1. Attribute definitions
2. Method (IDL calls them "operation") definitions
Attribute definitions are a shorthand notation for a pair of "get/set" or accessor/mutator methods, and should not be thought of, nor mapped in a particular language binding to, data members directly.
The "constructor" methods for the various IDL objects are not specified explicitly. Specific programming language implementations of the DOM will provide suitable object creation methods; typically these will be simple with no argument constructors, although this is not a requirement.
IDL's long datatype represents 32 signed bit integers. In other language bindings, for example Java, this would be mapped to the Java int datatype.

More information on IDL is available from OMG and in chapter 3 of the CORBA 2.0 specification.

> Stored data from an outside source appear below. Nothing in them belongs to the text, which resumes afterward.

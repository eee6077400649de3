//! HTTP client for the mesa-cloud REST API

use reqwest::{Client, StatusCode};
use serde::Serialize;
use serde::de::DeserializeOwned;
use shared::error::ApiResponse;
use shared::models::{
    AuthResponse, LoginRequest, OrderCreate, OrderDetail, PublicMenu, PublicRestaurant,
    RegistrationRequest, RegistrationResponse, UrlAvailability, UserWithRoles,
};

use crate::{ClientConfig, ClientError, ClientResult};

/// Body of a 429 from the rate limiter
#[derive(serde::Deserialize)]
struct RateLimitBody {
    #[serde(rename = "retryAfter")]
    retry_after: u64,
}

/// HTTP client for making network requests to mesa-cloud
#[derive(Debug, Clone)]
pub struct HttpClient {
    client: Client,
    base_url: String,
    token: Option<String>,
}

impl HttpClient {
    /// Create a new HTTP client from configuration
    pub fn new(config: &ClientConfig) -> ClientResult<Self> {
        let client = Client::builder()
            .timeout(std::time::Duration::from_secs(config.timeout))
            .build()?;

        Ok(Self {
            client,
            base_url: config.base_url.trim_end_matches('/').to_string(),
            token: None,
        })
    }

    /// Copy of this client carrying `token`
    pub fn with_token(&self, token: impl Into<String>) -> Self {
        Self {
            token: Some(token.into()),
            ..self.clone()
        }
    }

    pub fn set_token(&mut self, token: Option<String>) {
        self.token = token;
    }

    pub fn token(&self) -> Option<&str> {
        self.token.as_deref()
    }

    pub fn base_url(&self) -> &str {
        &self.base_url
    }

    fn url(&self, path: &str) -> String {
        format!("{}/{}", self.base_url, path.trim_start_matches('/'))
    }

    async fn send<T: DeserializeOwned>(&self, request: reqwest::RequestBuilder) -> ClientResult<T> {
        let request = match &self.token {
            Some(token) => request.bearer_auth(token),
            None => request,
        };
        let response = request.send().await?;
        Self::handle_response(response).await
    }

    pub async fn get<T: DeserializeOwned>(&self, path: &str) -> ClientResult<T> {
        self.send(self.client.get(self.url(path))).await
    }

    pub async fn post<T: DeserializeOwned, B: Serialize>(
        &self,
        path: &str,
        body: &B,
    ) -> ClientResult<T> {
        self.send(self.client.post(self.url(path)).json(body)).await
    }

    pub async fn post_empty<T: DeserializeOwned>(&self, path: &str) -> ClientResult<T> {
        self.send(self.client.post(self.url(path))).await
    }

    pub async fn put<T: DeserializeOwned, B: Serialize>(
        &self,
        path: &str,
        body: &B,
    ) -> ClientResult<T> {
        self.send(self.client.put(self.url(path)).json(body)).await
    }

    pub async fn delete<T: DeserializeOwned>(&self, path: &str) -> ClientResult<T> {
        self.send(self.client.delete(self.url(path))).await
    }

    /// Map non-2xx responses onto [`ClientError`]
    async fn handle_response<T: DeserializeOwned>(response: reqwest::Response) -> ClientResult<T> {
        let status = response.status();

        if !status.is_success() {
            let text = response.text().await?;
            if status == StatusCode::TOO_MANY_REQUESTS
                && let Ok(body) = serde_json::from_str::<RateLimitBody>(&text)
            {
                return Err(ClientError::RateLimited {
                    retry_after: body.retry_after,
                });
            }
            return match serde_json::from_str::<ApiResponse<serde_json::Value>>(&text)
                .ok()
                .and_then(ApiResponse::into_error)
            {
                Some(err) => Err(ClientError::Api(err)),
                None => Err(ClientError::InvalidResponse(format!("{status}: {text}"))),
            };
        }

        let bytes = response.bytes().await?;
        serde_json::from_slice(&bytes).map_err(|e| {
            tracing::debug!(error = %e, "Unexpected response body");
            ClientError::InvalidResponse(e.to_string())
        })
    }

    // ========== Auth API ==========

    pub async fn login(&self, email: &str, password: &str) -> ClientResult<AuthResponse> {
        let request = LoginRequest {
            email: email.to_string(),
            password: password.to_string(),
        };
        self.post("auth/login", &request).await
    }

    /// Profile behind the current token
    pub async fn me(&self) -> ClientResult<UserWithRoles> {
        self.get("auth/me").await
    }

    // ========== Restaurant API ==========

    pub async fn register_restaurant(
        &self,
        request: &RegistrationRequest,
    ) -> ClientResult<RegistrationResponse> {
        self.post("restaurants/register", request).await
    }

    pub async fn check_url(&self, slug: &str) -> ClientResult<UrlAvailability> {
        self.get(&format!("restaurants/check-url/{slug}")).await
    }

    pub async fn restaurant_by_slug(&self, slug: &str) -> ClientResult<PublicRestaurant> {
        self.get(&format!("restaurants/by-slug/{slug}")).await
    }

    pub async fn public_menu(&self, slug: &str) -> ClientResult<PublicMenu> {
        self.get(&format!("menu/public/{slug}")).await
    }

    // ========== Order API ==========

    pub async fn place_order(&self, order: &OrderCreate) -> ClientResult<OrderDetail> {
        self.post("orders", order).await
    }
}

Note: The Object Management Group Interface Definition Language (OMG IDL) was chosen as it was designed for specifying language and implementation-neutral interfaces. Various other IDLs could be used; the use of OMG IDL does not imply a requirement to use a specific object binding runtime.

Primary API Types

The types described in this section are those that application programmers using the DOM will encounter most frequently. A good working knowledge of these types will be sufficient to accomplish most tasks.

Node

Node is the base type of most objects in the Document Object Model. It may have an arbitrary number (including zero) of sequentially ordered child nodes. It usually has a parent Node; the exception being that the root Node in a document hierarchy has no parent.

Element

Element objects represent the elements in the HTML or XML document. Elements contain, as child nodes, all the content between the start tag, and the end tag of an element. Additionally, Element objects have a list of Attribute objects which represent the combination of those attributes explicitly specified in the document, and those defined in the document type definition which have default values.

Document

The Document object represents the root node of a document. It typically¹ has no parent; the getParentNode() method will return null.

Typical operation

Normally, a DOM-compliant implementation will make the main Document instance available to the application² through some implementation-specific mechanism. For example, a typical implementation would pass the application a reference to a DocumentContext object. From the DocumentContext, the application may retrieve the Document object, which is the root of the document object hierarchy.

Once the application has access to the root of the document object hierarchy, it can use the methods defined herein for accessing individual nodes, selection of specific node types such as all images, and so on.

Document Object Model APIs

This section defines the complete set of objects and methods which are defined by the Document Object Model. The general structure of these object definitions is:

A brief overview of the semantics of the object and how it relates to other objects in the DOM.
A sequence of <method signature, description> pairs for each method that is defined for the object.

Document

The Document object represents the entire HTML or XML document. Conceptually, it is the root of the document tree, and provides the primary access to the document's data.

Node documentType: For XML, this provides access to the Document Type Definition (see DocumentType) associated with this XML document. For HTML documents and XML documents without a document type definition this returns the value null.
Element documentElement: The element that's the root element for the given document. For HTML, this will be an Element instance whose tagName is "HTML"; for XML this is the outermost element, i.e. the element non-terminal in production [41] in Section 3 of the XML-lang specification.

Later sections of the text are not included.